Les troubles de la parole survenant dans les lésions de l'hémisphère gauche du cerveau pendant l'enfance (en particulier chez les enfants de moins de 5 à 7 ans) se produisent également selon des lois différentes de l'aphasie. Il est connu que les personnes qui ont subi l'ablation de l'un des hémisphères au cours de la première année de vie se développent à l'avenir sans diminution notable de la parole et de sa composante intonative. Dans le même temps, des matériaux ont été accumulés indiquant qu'avec des lésions cérébrales précoces, des troubles de la parole peuvent survenir indépendamment de la latéralisation du processus pathologique. Ces troubles sont effacés et concernent davantage la mémoire de la parole auditive, et non d'autres aspects de la parole.
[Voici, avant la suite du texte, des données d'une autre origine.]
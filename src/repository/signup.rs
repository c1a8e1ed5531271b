//! Diesel implementation of the signup reader and writer.

use std::collections::HashMap;

use diesel::dsl::{count_star, min, sum};
use diesel::sql_types::{BigInt, Bool, Nullable, Text, Timestamp};
use diesel::sqlite::Sqlite;
use diesel::{Connection, prelude::*};

use crate::aggregation::{Period, relabel};
use crate::db::unicode_lower;
use crate::domain::signup::{NewSignup, PledgeType, Signup, UpdateSignup};
use crate::domain::types::SignupId;
use crate::models::signup::{
    NewSignup as DbNewSignup, Signup as DbSignup, UpdateSignup as DbUpdateSignup,
};
use crate::query::{DateRange, Predicate, SignupListQuery, SignupSort, Sort, like_pattern};
use crate::repository::errors::{RepositoryError, RepositoryResult};
use crate::repository::{
    DieselRepository, GroupCounts, PeriodCounts, SignupGroup, SignupReader, SignupWriter,
    first_seen,
};
use crate::schema::{categories, signups};

type BoxedSignups = signups::BoxedQuery<'static, Sqlite>;
type SearchCondition = Box<dyn BoxableExpression<signups::table, Sqlite, SqlType = Bool>>;

#[derive(QueryableByName)]
struct PeriodCount {
    #[diesel(sql_type = Text)]
    period: String,
    #[diesel(sql_type = BigInt)]
    count: i64,
}

const COUNT_PER_PERIOD: &str = "SELECT strftime(?, created_at) AS period, COUNT(*) AS count \
     FROM signups \
     WHERE (? IS NULL OR created_at >= ?) AND (? IS NULL OR created_at < ?) \
     GROUP BY period";

/// Case-insensitive substring match of one lower-cased needle against every
/// searchable column.
fn search_condition(needle: &str) -> SearchCondition {
    let pattern = like_pattern(needle);
    Box::new(
        unicode_lower(signups::first_name)
            .like(pattern.clone())
            .escape('\\')
            .or(unicode_lower(signups::last_name)
                .like(pattern.clone())
                .escape('\\'))
            .or(unicode_lower(signups::phone).like(pattern).escape('\\')),
    )
}

/// Translates the predicate into a boxed `WHERE` clause. Absent fields add
/// no condition.
fn filtered(predicate: &Predicate) -> BoxedSignups {
    let mut query = signups::table.into_boxed();

    let mut needles = predicate.search_needles().into_iter();
    if let Some(first) = needles.next() {
        let condition = needles.fold(search_condition(&first), |acc, needle| -> SearchCondition {
            Box::new(acc.or(search_condition(&needle)))
        });
        query = query.filter(condition);
    }
    if !predicate.provinces.is_empty() {
        query = query.filter(signups::province.eq_any(predicate.provinces.clone()));
    }
    if !predicate.category_ids.is_empty() {
        query = query.filter(signups::category_id.eq_any(predicate.category_ids.clone()));
    }
    if !predicate.kinds.is_empty() {
        query = query.filter(signups::pledge_type.eq_any(predicate.kinds.clone()));
    }
    if let Some(start) = predicate.created.start {
        query = query.filter(signups::created_at.ge(start));
    }
    if let Some(end) = predicate.created.end {
        query = query.filter(signups::created_at.lt(end));
    }
    if let Some(min) = predicate.amount.min {
        query = query.filter(signups::age.ge(min));
    }
    if let Some(max) = predicate.amount.max {
        query = query.filter(signups::age.le(max));
    }

    query
}

fn sorted(query: BoxedSignups, sort: Sort<SignupSort>) -> BoxedSignups {
    match sort.key {
        SignupSort::CreatedAt => {
            sort_boxed!(query, signups::created_at, signups::id, sort.direction)
        }
        SignupSort::FirstName => {
            sort_boxed!(query, signups::first_name, signups::id, sort.direction)
        }
        SignupSort::LastName => sort_boxed!(query, signups::last_name, signups::id, sort.direction),
        SignupSort::Province => sort_boxed!(query, signups::province, signups::id, sort.direction),
        SignupSort::Age => sort_boxed!(query, signups::age, signups::id, sort.direction),
    }
}

fn into_domain(rows: Vec<DbSignup>) -> RepositoryResult<Vec<Signup>> {
    rows.into_iter()
        .map(|row| Signup::try_from(row).map_err(RepositoryError::from))
        .collect()
}

impl SignupReader for DieselRepository {
    fn get_signup_by_id(&self, id: SignupId) -> RepositoryResult<Option<Signup>> {
        let mut conn = self.conn()?;
        let row = signups::table
            .find(id.get())
            .first::<DbSignup>(&mut conn)
            .optional()?;

        row.map(Signup::try_from)
            .transpose()
            .map_err(RepositoryError::from)
    }

    fn list_signups(&self, query: &SignupListQuery) -> RepositoryResult<(usize, Vec<Signup>)> {
        let mut conn = self.conn()?;

        // Count and page come from the same snapshot so the page always
        // agrees with the reported total.
        let (total, rows) = conn.transaction::<_, diesel::result::Error, _>(|conn| {
            let total = filtered(&query.predicate)
                .count()
                .get_result::<i64>(conn)? as usize;

            let mut items = sorted(filtered(&query.predicate), query.sort);
            if let Some(pagination) = &query.pagination {
                let window = pagination.window(total);
                items = items
                    .offset(window.skip as i64)
                    .limit(window.per_page as i64);
            }

            Ok((total, items.load::<DbSignup>(conn)?))
        })?;

        Ok((total, into_domain(rows)?))
    }

    fn count_signups(&self, predicate: &Predicate) -> RepositoryResult<usize> {
        let mut conn = self.conn()?;
        let total = filtered(predicate).count().get_result::<i64>(&mut conn)?;
        Ok(total as usize)
    }

    fn count_signups_by(&self, group: SignupGroup) -> RepositoryResult<GroupCounts> {
        let mut conn = self.conn()?;

        let rows = match group {
            SignupGroup::Province => first_seen(
                signups::table
                    .group_by(signups::province)
                    .select((signups::province, count_star(), min(signups::id)))
                    .load::<(Option<String>, i64, Option<i32>)>(&mut conn)?,
            )
            .into_iter()
            .map(|(province, count)| (province, count as u64))
            .collect(),
            SignupGroup::PledgeType => first_seen(
                signups::table
                    .group_by(signups::pledge_type)
                    .select((signups::pledge_type, count_star(), min(signups::id)))
                    .load::<(String, i64, Option<i32>)>(&mut conn)?,
            )
            .into_iter()
            .map(|(code, count)| {
                let label = PledgeType::from(code).label().to_string();
                (Some(label), count as u64)
            })
            .collect(),
            SignupGroup::Category => {
                let counts = first_seen(
                    signups::table
                        .group_by(signups::category_id)
                        .select((signups::category_id, count_star(), min(signups::id)))
                        .load::<(Option<i32>, i64, Option<i32>)>(&mut conn)?,
                );
                let names: HashMap<i32, String> = categories::table
                    .select((categories::id, categories::name))
                    .load::<(i32, String)>(&mut conn)?
                    .into_iter()
                    .collect();

                relabel(
                    counts
                        .into_iter()
                        .map(|(category_id, count)| (category_id, count as u64)),
                    &names,
                )
            }
        };

        Ok(rows)
    }

    fn count_signups_per_period(
        &self,
        period: Period,
        created: DateRange,
    ) -> RepositoryResult<PeriodCounts> {
        let mut conn = self.conn()?;
        let rows = diesel::sql_query(COUNT_PER_PERIOD)
            .bind::<Text, _>(period.pattern())
            .bind::<Nullable<Timestamp>, _>(created.start)
            .bind::<Nullable<Timestamp>, _>(created.start)
            .bind::<Nullable<Timestamp>, _>(created.end)
            .bind::<Nullable<Timestamp>, _>(created.end)
            .load::<PeriodCount>(&mut conn)?;

        Ok(rows
            .into_iter()
            .map(|row| (row.period, row.count as u64))
            .collect())
    }

    fn signup_age_totals(&self) -> RepositoryResult<(u64, i64)> {
        let mut conn = self.conn()?;
        let (count, total) = signups::table
            .select((count_star(), sum(signups::age)))
            .first::<(i64, Option<i64>)>(&mut conn)?;
        Ok((count as u64, total.unwrap_or(0)))
    }
}

impl SignupWriter for DieselRepository {
    fn create_signup(&self, new_signup: &NewSignup) -> RepositoryResult<Signup> {
        let mut conn = self.conn()?;
        let insertable: DbNewSignup = new_signup.into();

        let row = diesel::insert_into(signups::table)
            .values(&insertable)
            .get_result::<DbSignup>(&mut conn)?;

        Signup::try_from(row).map_err(RepositoryError::from)
    }

    fn update_signup(&self, id: SignupId, updates: &UpdateSignup) -> RepositoryResult<Signup> {
        let mut conn = self.conn()?;
        let changes: DbUpdateSignup = updates.into();

        let row = diesel::update(signups::table.find(id.get()))
            .set(&changes)
            .get_result::<DbSignup>(&mut conn)?;

        Signup::try_from(row).map_err(RepositoryError::from)
    }

    fn delete_signup(&self, id: SignupId) -> RepositoryResult<()> {
        let mut conn = self.conn()?;
        let affected = diesel::delete(signups::table.find(id.get())).execute(&mut conn)?;
        if affected == 0 {
            return Err(RepositoryError::NotFound);
        }
        Ok(())
    }
}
La restauration de la parole sans conséquences graves pour les lésions de l'hémisphère gauche est possible jusqu'à 5 ans. Selon diverses sources, la durée de cette restauration varie de plusieurs jours à 2 ans. À la fin de la puberté, la possibilité de former un discours à part entière est déjà fortement limitée. L'aphasie sensorielle, apparue à l'âge de 5-7 ans, conduit le plus souvent à la disparition progressive de la parole et l'enfant n'atteindra pas à l'avenir son développement normal.

Alalia

Alalia (de l'autre grec. Ἀ- - une particule négative et autre grec. Lalia - parole) - l'absence ou le sous-développement de la parole chez les enfants avec une audition normale et une intelligence primaire intacte; la cause de l'alalia, le plus souvent, est des dommages aux zones de la parole des hémisphères cérébraux du cerveau pendant l'accouchement, ainsi que des maladies ou des blessures cérébrales subies par l'enfant dans la période de vie pré-parole; des degrés sévères d'alalia sont exprimés chez les enfants avec un manque total d'élocution ou la présence de bavardages de mots; dans les cas plus bénins, les débuts de la parole sont observés, caractérisés par une offre limitée de mots, de l'agramatisme, des difficultés d'apprentissage de la lecture et de l'écriture.

Au sens strict du mot alalia. - l'absence complète ou une déficience de la parole suffisamment prononcée (production de la parole ou de sa perception), non causée par des défauts d'intelligence et d'audition. La division acceptée de l'alalia en motrice et sensorielle dans la CIM-10 correspond aux troubles de la parole expressive (F80.1) et réceptive (F80.2) [1]. Alalia doit être distinguée d'un trouble de la parole spécifique, qui est une violation du langage et de la parole avec un niveau d'intelligence adéquat et l'absence de tout autre trouble, y compris des lésions cérébrales.